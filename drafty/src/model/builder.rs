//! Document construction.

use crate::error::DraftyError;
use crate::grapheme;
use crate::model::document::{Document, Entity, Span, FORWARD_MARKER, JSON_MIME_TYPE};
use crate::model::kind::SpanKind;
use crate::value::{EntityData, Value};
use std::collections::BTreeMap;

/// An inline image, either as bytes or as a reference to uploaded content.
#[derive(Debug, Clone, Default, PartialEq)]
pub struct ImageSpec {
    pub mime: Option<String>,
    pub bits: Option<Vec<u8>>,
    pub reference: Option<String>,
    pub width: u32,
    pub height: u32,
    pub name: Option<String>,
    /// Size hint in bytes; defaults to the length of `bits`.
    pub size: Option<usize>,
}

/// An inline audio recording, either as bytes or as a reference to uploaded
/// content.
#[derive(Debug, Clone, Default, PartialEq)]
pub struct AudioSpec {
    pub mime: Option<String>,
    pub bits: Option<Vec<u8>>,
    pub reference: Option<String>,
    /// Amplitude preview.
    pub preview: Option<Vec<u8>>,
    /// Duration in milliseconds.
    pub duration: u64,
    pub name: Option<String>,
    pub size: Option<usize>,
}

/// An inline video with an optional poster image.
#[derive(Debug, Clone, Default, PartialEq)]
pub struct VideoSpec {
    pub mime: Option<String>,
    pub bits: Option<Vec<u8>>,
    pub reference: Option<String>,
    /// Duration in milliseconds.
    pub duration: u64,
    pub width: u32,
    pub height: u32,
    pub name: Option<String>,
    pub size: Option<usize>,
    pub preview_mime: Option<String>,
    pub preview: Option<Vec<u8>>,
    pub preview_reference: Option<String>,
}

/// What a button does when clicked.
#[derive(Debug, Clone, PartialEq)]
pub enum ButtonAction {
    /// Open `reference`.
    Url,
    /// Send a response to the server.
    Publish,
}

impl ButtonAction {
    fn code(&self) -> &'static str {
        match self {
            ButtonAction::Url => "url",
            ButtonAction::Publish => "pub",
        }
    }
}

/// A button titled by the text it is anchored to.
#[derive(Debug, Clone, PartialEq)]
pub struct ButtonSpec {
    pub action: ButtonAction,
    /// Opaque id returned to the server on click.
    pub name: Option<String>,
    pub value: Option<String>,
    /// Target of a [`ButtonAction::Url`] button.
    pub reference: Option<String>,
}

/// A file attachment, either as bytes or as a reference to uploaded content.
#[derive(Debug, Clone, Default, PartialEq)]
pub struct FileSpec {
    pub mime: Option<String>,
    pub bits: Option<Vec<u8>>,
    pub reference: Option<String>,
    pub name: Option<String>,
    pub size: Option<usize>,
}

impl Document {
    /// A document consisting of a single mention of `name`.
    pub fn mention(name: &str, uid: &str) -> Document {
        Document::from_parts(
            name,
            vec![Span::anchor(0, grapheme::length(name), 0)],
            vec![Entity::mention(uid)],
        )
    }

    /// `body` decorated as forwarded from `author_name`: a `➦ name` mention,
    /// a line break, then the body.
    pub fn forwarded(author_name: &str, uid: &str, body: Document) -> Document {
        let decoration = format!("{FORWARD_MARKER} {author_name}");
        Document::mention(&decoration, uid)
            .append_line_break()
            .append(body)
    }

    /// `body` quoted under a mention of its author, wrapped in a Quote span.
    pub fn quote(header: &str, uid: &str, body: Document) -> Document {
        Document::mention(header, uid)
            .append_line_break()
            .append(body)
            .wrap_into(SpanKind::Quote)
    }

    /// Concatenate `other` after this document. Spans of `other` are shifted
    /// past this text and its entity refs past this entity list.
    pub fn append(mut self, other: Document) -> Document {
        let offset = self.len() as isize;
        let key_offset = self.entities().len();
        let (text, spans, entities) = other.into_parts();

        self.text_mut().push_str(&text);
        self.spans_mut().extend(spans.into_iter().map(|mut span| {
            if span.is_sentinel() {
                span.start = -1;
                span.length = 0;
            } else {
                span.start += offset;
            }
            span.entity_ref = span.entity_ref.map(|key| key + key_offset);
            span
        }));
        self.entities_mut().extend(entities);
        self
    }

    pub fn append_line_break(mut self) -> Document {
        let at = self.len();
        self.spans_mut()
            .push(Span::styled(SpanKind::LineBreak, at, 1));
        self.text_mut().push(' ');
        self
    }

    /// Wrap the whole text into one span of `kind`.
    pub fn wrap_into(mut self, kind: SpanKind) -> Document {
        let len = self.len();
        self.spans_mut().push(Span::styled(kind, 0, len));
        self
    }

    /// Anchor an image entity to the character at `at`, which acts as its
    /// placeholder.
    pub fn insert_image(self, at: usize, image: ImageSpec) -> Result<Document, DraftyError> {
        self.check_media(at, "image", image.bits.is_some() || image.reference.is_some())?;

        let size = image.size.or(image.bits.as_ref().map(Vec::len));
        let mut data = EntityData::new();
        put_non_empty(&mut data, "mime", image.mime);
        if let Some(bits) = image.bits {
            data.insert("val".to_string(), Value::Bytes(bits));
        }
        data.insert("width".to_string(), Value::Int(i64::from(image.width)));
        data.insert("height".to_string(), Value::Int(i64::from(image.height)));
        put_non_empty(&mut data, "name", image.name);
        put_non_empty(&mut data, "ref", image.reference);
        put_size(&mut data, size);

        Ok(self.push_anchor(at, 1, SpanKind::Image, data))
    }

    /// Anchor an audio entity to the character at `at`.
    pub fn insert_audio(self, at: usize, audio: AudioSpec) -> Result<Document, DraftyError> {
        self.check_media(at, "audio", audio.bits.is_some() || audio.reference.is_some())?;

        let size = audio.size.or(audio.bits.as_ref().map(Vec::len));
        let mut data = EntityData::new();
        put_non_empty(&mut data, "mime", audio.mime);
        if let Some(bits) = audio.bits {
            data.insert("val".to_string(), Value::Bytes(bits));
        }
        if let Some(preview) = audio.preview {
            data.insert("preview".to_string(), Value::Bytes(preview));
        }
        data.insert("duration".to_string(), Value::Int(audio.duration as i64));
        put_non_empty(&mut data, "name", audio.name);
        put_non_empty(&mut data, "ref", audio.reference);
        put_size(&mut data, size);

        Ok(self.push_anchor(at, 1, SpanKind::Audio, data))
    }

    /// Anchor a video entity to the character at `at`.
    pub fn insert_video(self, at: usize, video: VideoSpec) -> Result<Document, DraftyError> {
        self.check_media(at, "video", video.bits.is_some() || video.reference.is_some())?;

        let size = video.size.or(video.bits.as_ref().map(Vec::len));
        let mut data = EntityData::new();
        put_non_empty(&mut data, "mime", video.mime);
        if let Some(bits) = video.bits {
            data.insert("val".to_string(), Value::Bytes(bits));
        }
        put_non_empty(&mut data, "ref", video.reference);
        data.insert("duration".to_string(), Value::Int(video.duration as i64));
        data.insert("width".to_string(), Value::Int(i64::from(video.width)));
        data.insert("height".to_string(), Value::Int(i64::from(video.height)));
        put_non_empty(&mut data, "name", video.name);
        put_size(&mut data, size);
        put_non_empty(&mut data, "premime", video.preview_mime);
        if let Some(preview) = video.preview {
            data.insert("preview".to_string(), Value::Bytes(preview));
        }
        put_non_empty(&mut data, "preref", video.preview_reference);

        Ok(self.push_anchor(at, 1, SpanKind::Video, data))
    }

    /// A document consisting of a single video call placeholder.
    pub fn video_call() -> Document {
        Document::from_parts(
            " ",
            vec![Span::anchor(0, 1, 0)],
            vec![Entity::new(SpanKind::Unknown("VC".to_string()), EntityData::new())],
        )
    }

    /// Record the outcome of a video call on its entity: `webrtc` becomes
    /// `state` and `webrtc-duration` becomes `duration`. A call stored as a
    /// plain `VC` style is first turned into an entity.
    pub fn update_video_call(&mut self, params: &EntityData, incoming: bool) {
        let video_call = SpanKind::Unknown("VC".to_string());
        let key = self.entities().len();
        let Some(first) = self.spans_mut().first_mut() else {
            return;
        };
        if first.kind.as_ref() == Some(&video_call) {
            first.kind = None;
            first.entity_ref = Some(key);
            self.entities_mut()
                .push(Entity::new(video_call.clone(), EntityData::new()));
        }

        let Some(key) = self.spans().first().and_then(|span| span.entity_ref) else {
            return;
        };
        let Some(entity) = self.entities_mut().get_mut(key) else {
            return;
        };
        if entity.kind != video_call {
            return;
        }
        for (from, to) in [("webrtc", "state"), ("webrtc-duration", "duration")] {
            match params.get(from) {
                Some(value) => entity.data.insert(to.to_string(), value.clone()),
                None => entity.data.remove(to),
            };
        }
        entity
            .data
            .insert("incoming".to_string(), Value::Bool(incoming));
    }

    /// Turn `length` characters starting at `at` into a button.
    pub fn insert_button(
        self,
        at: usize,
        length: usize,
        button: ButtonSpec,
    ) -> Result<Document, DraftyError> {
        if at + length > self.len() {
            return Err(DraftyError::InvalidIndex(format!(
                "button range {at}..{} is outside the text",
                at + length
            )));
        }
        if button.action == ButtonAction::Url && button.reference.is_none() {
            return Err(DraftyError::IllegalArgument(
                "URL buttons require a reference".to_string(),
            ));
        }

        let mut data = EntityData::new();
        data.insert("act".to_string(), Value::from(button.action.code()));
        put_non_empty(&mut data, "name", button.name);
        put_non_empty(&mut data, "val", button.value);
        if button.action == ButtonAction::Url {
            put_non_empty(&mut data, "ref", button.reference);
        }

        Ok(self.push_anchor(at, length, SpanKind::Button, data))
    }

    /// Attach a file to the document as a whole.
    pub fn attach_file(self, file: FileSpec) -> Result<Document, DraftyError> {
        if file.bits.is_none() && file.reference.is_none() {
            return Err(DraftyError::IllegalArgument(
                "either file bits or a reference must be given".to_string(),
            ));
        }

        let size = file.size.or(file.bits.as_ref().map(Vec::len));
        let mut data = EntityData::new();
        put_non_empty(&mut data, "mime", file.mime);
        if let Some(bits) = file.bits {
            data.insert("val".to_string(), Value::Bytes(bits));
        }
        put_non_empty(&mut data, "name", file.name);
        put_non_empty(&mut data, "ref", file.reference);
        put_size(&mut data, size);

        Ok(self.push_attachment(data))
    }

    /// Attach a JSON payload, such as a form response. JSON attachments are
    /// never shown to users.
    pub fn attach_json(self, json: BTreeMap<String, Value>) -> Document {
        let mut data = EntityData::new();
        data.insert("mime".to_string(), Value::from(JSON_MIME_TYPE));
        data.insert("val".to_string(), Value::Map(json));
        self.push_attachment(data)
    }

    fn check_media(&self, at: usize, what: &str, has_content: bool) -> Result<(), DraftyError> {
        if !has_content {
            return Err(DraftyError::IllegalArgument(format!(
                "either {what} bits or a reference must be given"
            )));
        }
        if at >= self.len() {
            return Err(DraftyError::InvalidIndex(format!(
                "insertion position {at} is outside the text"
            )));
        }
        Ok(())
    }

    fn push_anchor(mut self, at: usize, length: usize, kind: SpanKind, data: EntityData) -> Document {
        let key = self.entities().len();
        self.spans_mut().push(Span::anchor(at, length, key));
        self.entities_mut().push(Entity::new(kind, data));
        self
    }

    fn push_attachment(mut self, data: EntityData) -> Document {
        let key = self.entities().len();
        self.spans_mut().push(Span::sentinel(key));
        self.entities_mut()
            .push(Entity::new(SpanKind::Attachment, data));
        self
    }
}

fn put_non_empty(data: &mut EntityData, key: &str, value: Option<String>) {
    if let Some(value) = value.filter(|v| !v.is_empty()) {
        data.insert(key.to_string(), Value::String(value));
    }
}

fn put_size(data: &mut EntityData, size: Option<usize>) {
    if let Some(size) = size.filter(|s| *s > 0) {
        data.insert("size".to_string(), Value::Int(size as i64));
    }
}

━━━━━━━━━━━━━━━━━━━━━━━━━━━━━━

"Unknown" is the string to look for; please copy every line of the records above where it appears.

            vec![Entity::new(SpanKind::Unknown("VC".to_string()), EntityData::new())],
        let video_call = SpanKind::Unknown("VC".to_string());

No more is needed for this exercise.